Work request: Within the listing below, please copy exactly the lines between the line holding "async fn failed_profile_fetch_logs_out_once_and_tags_provider()" and the line holding "assert_eq!(err.code(), ProviderErrorCode::ProfileRequestFailed);", inclusive.

Exercise inputs:
============================================================

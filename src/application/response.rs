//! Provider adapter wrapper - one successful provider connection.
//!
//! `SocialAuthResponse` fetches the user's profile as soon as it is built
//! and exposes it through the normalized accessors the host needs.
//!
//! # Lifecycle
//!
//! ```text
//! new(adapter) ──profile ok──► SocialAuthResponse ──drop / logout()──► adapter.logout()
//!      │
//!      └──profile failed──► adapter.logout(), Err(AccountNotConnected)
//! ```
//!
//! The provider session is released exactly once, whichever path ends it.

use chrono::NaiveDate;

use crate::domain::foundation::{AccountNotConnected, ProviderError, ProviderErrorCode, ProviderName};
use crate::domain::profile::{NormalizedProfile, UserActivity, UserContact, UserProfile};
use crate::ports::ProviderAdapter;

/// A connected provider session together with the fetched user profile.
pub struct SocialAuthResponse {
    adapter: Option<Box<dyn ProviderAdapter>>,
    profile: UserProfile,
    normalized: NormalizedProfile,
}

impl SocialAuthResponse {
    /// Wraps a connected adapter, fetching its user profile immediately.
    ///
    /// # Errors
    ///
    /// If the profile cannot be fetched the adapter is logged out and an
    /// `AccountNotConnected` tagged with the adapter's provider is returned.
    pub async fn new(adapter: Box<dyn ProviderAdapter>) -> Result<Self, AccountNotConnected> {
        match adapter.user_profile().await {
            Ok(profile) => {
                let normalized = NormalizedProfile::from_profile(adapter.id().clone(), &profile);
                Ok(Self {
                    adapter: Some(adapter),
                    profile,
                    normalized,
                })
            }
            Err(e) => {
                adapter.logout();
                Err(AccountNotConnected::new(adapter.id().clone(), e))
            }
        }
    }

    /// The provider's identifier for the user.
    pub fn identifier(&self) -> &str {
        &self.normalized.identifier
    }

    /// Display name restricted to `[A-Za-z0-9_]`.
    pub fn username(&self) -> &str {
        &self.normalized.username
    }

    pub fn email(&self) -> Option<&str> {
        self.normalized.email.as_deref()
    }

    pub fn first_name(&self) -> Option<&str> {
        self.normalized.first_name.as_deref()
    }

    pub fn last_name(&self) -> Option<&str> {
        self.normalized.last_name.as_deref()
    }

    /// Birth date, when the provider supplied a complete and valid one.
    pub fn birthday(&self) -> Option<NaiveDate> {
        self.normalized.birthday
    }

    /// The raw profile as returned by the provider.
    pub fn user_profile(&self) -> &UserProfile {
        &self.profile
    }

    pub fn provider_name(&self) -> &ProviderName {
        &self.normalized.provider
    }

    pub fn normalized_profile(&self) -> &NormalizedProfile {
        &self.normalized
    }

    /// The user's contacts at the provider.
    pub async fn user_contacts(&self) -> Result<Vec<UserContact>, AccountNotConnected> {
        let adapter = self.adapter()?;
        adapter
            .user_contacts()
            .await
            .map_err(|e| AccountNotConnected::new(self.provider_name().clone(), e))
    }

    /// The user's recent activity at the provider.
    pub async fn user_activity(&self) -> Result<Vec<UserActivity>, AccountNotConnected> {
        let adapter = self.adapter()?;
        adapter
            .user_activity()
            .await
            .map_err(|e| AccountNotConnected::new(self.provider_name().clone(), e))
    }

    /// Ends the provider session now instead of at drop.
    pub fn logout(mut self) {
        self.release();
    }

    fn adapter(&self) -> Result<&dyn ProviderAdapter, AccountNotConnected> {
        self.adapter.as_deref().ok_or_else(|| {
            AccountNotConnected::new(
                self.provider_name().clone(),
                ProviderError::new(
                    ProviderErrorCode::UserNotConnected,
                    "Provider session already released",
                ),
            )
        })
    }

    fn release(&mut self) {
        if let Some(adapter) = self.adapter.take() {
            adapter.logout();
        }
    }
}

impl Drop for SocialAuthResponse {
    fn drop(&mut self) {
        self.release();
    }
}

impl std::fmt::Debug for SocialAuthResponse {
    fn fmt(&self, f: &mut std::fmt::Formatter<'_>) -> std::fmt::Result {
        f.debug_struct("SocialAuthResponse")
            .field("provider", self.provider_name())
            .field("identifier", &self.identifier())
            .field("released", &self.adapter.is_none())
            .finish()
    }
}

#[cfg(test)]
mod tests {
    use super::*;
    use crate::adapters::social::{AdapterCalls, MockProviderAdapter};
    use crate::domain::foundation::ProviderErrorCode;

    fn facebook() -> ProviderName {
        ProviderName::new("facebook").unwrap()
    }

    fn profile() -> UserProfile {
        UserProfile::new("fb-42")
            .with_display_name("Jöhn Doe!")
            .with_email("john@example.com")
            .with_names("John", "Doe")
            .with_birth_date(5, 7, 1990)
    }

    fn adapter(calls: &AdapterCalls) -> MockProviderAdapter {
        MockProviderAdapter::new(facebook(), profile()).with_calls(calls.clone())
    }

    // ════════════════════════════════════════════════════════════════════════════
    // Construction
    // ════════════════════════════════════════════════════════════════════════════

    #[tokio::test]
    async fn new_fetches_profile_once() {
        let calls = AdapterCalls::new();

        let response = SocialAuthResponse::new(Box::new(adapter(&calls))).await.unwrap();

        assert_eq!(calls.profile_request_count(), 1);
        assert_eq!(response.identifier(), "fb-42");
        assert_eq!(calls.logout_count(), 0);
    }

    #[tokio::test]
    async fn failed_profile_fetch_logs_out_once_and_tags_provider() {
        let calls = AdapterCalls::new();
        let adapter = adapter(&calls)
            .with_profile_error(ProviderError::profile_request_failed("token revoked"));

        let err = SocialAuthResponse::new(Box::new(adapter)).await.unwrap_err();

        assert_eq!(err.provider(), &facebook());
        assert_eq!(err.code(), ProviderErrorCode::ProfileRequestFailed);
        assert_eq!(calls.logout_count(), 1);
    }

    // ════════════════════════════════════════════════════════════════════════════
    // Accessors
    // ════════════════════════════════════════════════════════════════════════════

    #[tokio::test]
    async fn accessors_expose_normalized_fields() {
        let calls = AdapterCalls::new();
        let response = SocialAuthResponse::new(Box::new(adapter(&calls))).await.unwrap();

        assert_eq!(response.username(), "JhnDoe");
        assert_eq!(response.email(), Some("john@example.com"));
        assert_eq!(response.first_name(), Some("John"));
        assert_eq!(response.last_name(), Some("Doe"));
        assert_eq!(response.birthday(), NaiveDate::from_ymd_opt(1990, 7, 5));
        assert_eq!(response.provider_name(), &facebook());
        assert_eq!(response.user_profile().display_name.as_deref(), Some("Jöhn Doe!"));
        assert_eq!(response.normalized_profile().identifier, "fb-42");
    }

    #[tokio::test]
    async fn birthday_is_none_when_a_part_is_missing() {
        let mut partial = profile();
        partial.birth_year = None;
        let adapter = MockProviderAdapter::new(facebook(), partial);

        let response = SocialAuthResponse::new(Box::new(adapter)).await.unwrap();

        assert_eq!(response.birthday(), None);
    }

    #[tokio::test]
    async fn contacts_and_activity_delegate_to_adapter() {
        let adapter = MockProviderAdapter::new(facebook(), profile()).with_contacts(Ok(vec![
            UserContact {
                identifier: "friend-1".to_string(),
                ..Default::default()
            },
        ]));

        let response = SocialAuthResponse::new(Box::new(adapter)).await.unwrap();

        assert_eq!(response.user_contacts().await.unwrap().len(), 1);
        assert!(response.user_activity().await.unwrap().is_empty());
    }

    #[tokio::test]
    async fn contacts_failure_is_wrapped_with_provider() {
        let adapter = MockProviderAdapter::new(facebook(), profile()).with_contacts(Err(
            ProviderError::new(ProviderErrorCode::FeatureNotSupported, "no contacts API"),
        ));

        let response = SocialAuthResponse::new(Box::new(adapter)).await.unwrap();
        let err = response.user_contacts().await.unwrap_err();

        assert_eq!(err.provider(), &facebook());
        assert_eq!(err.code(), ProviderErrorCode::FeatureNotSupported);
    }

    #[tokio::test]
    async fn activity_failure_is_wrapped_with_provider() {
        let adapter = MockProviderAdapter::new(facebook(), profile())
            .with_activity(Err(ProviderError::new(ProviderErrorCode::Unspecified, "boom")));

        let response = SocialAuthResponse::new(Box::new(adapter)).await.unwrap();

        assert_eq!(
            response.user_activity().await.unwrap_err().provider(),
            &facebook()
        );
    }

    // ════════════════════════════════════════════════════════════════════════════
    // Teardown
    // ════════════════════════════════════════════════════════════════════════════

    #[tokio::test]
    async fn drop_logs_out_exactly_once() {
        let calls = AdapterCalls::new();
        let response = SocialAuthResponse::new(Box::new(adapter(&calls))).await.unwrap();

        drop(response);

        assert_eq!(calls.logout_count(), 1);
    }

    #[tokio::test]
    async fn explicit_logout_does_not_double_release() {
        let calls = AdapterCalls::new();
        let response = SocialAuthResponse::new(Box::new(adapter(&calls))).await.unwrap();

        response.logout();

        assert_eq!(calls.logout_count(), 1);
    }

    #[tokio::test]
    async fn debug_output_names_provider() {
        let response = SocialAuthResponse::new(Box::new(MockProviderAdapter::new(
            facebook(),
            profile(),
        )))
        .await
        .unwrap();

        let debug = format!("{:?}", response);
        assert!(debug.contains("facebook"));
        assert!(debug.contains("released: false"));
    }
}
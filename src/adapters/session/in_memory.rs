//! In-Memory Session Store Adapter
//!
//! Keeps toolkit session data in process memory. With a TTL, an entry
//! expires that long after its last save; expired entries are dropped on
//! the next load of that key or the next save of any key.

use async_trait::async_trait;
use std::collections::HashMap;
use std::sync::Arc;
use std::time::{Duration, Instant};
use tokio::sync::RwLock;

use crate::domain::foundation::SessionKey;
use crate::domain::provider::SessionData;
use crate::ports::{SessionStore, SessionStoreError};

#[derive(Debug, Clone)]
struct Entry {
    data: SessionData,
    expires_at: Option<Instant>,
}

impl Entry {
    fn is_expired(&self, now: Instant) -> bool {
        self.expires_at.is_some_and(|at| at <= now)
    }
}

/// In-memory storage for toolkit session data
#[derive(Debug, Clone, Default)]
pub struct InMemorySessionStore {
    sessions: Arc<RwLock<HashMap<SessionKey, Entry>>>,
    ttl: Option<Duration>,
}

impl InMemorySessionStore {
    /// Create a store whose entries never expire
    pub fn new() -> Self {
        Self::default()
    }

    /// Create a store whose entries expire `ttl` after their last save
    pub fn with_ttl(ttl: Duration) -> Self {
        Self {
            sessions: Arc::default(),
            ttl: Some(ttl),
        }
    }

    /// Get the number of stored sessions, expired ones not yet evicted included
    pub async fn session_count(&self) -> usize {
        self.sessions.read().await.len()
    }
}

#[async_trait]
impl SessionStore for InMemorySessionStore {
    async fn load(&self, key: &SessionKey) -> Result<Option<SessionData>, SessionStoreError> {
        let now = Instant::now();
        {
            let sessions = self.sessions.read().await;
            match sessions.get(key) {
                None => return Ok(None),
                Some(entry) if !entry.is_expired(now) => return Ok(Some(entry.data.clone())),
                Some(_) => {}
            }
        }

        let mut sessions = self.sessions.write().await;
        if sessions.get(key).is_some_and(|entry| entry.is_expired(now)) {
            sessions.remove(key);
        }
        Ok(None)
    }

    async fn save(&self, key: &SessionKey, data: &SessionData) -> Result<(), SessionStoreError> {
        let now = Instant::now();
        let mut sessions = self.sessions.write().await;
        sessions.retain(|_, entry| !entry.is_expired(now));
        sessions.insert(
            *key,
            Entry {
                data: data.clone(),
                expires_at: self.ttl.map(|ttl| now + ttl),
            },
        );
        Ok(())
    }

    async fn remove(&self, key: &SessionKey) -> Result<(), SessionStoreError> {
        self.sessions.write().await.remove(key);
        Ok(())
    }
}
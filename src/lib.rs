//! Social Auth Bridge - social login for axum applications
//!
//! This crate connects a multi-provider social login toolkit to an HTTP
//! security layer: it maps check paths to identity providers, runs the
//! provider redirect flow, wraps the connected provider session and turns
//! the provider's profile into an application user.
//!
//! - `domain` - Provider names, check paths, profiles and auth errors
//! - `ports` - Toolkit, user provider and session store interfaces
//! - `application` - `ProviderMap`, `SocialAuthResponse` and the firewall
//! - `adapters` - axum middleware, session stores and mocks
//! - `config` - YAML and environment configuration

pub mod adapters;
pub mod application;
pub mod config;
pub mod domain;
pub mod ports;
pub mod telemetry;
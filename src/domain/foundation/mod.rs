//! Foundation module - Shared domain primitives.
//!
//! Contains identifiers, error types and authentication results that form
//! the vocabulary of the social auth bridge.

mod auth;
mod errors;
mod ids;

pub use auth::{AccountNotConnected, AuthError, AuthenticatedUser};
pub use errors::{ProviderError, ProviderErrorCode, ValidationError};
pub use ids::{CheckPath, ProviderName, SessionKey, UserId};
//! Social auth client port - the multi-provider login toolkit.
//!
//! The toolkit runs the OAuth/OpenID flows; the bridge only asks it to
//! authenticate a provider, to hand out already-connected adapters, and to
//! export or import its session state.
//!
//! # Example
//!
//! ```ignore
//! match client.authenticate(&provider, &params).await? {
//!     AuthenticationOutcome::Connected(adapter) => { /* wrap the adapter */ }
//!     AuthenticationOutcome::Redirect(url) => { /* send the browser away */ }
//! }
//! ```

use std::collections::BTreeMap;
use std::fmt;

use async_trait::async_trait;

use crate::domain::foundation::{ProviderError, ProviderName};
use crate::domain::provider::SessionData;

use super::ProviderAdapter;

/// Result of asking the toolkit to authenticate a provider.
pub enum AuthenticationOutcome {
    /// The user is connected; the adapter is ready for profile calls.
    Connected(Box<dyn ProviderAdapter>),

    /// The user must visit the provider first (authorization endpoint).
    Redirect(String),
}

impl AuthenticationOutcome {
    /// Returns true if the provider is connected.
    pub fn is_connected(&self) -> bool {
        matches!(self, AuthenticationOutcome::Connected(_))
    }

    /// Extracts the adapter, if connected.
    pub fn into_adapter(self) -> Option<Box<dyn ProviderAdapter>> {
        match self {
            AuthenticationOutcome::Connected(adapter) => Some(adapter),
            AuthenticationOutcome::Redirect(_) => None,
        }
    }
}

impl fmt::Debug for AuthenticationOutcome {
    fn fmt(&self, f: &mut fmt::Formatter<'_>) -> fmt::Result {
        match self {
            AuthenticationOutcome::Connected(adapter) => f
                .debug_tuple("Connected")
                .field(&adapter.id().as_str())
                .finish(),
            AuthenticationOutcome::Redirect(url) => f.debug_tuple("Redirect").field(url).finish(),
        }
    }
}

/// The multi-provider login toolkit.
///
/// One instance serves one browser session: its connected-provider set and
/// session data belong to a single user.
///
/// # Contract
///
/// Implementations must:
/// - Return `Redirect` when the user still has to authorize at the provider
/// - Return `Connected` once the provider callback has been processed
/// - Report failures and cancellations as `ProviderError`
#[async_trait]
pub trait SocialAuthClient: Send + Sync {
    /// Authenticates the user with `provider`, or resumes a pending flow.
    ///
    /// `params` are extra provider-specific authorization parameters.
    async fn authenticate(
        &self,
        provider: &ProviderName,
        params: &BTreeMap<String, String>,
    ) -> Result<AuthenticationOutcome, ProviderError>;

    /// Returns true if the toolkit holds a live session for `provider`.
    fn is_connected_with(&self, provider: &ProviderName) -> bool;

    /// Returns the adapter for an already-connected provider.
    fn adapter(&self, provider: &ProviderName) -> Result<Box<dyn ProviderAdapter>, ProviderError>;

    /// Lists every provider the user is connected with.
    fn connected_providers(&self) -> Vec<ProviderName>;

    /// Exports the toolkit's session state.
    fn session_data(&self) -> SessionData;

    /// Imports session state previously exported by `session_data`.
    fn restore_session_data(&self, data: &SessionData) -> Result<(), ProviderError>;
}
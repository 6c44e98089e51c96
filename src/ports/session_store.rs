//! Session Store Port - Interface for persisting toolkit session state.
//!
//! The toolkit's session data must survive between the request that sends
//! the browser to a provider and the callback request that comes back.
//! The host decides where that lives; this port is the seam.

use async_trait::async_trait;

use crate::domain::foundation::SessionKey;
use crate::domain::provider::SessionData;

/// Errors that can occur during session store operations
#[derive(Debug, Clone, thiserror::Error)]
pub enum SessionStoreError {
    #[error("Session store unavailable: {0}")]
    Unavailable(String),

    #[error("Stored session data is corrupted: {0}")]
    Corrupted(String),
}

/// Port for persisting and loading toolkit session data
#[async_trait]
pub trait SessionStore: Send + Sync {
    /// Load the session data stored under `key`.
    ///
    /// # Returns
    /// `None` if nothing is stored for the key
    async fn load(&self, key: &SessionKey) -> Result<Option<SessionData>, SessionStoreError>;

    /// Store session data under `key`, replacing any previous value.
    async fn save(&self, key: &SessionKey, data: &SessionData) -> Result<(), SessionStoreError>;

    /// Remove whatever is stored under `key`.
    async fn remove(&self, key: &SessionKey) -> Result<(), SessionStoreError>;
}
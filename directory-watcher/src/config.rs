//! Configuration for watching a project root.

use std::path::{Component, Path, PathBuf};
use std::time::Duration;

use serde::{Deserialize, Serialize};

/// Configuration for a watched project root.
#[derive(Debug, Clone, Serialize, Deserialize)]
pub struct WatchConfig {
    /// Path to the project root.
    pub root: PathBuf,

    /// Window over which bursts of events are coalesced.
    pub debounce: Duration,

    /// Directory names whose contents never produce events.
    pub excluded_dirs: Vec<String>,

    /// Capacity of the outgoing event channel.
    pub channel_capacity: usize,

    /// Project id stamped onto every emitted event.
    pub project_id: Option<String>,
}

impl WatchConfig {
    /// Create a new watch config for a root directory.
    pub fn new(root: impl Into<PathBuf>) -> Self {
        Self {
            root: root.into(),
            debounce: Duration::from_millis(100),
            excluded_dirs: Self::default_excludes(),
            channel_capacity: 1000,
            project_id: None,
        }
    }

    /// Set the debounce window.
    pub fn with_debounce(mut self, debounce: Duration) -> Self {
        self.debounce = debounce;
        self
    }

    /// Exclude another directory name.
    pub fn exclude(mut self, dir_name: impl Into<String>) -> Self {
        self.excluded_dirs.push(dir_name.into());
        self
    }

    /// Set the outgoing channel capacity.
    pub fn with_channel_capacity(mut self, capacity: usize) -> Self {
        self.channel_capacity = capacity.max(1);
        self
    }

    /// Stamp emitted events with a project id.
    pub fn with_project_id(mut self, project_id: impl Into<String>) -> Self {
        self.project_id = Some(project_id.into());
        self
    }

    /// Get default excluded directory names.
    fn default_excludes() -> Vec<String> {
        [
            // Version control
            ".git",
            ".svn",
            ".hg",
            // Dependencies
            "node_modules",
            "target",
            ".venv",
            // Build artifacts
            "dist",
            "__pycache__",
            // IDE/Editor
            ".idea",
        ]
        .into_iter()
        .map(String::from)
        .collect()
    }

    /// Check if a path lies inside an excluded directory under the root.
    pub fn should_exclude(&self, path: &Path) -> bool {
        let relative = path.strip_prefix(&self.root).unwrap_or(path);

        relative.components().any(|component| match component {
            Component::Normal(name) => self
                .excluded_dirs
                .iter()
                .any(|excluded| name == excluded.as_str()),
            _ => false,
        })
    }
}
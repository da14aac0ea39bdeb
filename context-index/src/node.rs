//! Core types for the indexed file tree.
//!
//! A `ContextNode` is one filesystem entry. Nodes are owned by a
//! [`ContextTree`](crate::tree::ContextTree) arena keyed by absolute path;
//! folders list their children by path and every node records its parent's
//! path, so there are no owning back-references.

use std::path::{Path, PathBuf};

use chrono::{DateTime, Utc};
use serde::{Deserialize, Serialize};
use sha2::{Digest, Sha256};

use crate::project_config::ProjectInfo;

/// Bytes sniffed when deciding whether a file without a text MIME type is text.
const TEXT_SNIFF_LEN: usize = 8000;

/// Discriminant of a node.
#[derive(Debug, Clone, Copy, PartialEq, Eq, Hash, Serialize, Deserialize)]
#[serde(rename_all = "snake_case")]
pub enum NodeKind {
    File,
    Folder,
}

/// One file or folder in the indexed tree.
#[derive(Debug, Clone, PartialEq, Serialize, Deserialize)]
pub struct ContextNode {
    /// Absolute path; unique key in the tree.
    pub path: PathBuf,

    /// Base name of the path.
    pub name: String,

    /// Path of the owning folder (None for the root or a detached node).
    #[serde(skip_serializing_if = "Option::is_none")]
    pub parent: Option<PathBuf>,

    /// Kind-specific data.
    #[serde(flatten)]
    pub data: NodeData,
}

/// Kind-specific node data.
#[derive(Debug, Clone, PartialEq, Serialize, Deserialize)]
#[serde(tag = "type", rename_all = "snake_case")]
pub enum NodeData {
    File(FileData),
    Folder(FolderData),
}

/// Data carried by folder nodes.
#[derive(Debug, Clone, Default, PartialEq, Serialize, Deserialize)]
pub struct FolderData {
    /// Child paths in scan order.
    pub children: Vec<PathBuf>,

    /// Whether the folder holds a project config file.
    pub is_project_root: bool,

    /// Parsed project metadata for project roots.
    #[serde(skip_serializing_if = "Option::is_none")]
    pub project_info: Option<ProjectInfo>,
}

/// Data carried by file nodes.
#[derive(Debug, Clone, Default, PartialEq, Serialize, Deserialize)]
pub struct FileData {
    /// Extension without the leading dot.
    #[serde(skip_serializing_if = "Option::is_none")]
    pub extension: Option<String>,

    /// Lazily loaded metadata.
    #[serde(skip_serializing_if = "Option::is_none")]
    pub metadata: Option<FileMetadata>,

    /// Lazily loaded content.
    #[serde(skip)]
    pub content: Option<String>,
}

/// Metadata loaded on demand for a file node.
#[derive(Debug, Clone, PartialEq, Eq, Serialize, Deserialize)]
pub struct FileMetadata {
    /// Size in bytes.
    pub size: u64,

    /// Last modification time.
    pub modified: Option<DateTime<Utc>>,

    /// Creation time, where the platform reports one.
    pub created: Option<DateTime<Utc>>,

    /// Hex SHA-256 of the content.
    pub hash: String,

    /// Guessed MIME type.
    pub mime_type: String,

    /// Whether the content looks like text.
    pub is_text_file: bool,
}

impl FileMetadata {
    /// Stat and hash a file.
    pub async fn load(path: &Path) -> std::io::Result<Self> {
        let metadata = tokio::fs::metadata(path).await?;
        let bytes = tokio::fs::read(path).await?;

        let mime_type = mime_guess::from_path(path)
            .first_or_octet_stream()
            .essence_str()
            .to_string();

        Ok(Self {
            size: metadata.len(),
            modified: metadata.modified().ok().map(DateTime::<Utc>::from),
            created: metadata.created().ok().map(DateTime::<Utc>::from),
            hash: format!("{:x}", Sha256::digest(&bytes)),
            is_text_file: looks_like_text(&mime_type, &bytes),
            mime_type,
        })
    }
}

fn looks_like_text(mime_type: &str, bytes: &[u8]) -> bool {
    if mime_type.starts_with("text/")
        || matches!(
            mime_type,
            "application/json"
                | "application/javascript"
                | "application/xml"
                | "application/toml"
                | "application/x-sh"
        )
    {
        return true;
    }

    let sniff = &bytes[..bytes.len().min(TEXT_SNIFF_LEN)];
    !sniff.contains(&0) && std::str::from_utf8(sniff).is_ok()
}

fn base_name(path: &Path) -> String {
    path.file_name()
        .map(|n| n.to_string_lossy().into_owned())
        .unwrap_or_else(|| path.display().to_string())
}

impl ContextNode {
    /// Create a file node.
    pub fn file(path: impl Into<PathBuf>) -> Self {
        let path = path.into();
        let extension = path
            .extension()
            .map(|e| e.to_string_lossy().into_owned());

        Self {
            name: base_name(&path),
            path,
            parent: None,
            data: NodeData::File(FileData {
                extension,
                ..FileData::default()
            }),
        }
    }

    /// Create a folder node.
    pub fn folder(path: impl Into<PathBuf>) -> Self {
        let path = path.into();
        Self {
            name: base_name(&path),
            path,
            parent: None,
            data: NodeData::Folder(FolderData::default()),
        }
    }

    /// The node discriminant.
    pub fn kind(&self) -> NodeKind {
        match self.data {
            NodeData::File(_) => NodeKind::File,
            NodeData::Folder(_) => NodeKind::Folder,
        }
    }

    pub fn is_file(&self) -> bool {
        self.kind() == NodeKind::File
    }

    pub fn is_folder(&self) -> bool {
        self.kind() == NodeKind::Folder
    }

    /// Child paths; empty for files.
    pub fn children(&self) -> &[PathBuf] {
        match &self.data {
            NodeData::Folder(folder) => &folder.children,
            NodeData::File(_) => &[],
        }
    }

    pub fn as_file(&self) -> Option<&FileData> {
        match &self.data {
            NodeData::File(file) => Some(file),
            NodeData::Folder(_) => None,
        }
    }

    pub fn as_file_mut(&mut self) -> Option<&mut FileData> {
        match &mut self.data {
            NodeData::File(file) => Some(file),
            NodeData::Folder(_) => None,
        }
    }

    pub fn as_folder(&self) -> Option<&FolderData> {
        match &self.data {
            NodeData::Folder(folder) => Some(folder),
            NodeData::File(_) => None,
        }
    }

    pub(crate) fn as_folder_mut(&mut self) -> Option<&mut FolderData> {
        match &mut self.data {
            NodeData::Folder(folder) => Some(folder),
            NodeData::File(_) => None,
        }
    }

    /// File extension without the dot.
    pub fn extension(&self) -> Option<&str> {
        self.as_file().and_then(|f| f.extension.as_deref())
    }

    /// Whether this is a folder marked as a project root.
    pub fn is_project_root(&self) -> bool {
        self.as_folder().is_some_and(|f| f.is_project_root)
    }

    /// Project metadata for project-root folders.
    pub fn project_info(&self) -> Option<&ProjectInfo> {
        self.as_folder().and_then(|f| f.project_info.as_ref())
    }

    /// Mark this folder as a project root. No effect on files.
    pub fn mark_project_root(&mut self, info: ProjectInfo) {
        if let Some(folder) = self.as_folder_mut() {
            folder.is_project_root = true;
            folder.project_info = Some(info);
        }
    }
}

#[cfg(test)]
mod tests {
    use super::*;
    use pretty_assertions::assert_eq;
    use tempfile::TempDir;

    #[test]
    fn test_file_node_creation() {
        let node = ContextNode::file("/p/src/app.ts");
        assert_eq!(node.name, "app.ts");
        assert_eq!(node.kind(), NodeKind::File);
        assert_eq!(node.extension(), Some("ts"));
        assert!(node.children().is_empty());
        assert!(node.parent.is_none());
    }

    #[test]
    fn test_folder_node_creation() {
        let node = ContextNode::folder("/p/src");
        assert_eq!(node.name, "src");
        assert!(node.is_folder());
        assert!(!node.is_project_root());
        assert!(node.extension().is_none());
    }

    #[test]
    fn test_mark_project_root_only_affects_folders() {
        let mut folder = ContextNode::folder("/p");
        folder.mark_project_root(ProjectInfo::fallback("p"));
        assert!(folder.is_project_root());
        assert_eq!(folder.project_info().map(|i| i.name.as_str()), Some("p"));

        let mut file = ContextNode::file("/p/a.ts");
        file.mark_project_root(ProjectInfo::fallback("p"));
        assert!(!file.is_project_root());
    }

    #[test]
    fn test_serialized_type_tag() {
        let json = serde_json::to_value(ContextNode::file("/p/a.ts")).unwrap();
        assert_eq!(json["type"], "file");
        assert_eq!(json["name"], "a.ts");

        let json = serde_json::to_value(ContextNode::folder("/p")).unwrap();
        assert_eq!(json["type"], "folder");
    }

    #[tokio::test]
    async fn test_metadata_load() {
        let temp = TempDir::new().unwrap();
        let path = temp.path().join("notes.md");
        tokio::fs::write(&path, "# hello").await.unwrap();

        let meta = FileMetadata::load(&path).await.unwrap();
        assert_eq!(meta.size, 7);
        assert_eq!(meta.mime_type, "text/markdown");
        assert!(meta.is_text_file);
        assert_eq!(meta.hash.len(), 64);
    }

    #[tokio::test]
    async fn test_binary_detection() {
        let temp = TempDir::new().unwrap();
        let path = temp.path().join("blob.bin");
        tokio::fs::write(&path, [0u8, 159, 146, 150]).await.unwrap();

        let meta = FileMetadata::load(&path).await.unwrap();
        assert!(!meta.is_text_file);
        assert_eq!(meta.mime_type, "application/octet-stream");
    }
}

============================================================

Output for this task:
    async fn failed_profile_fetch_logs_out_once_and_tags_provider() {
        let calls = AdapterCalls::new();
        let adapter = adapter(&calls)
            .with_profile_error(ProviderError::profile_request_failed("token revoked"));

        let err = SocialAuthResponse::new(Box::new(adapter)).await.unwrap_err();

        assert_eq!(err.provider(), &facebook());
        assert_eq!(err.code(), ProviderErrorCode::ProfileRequestFailed);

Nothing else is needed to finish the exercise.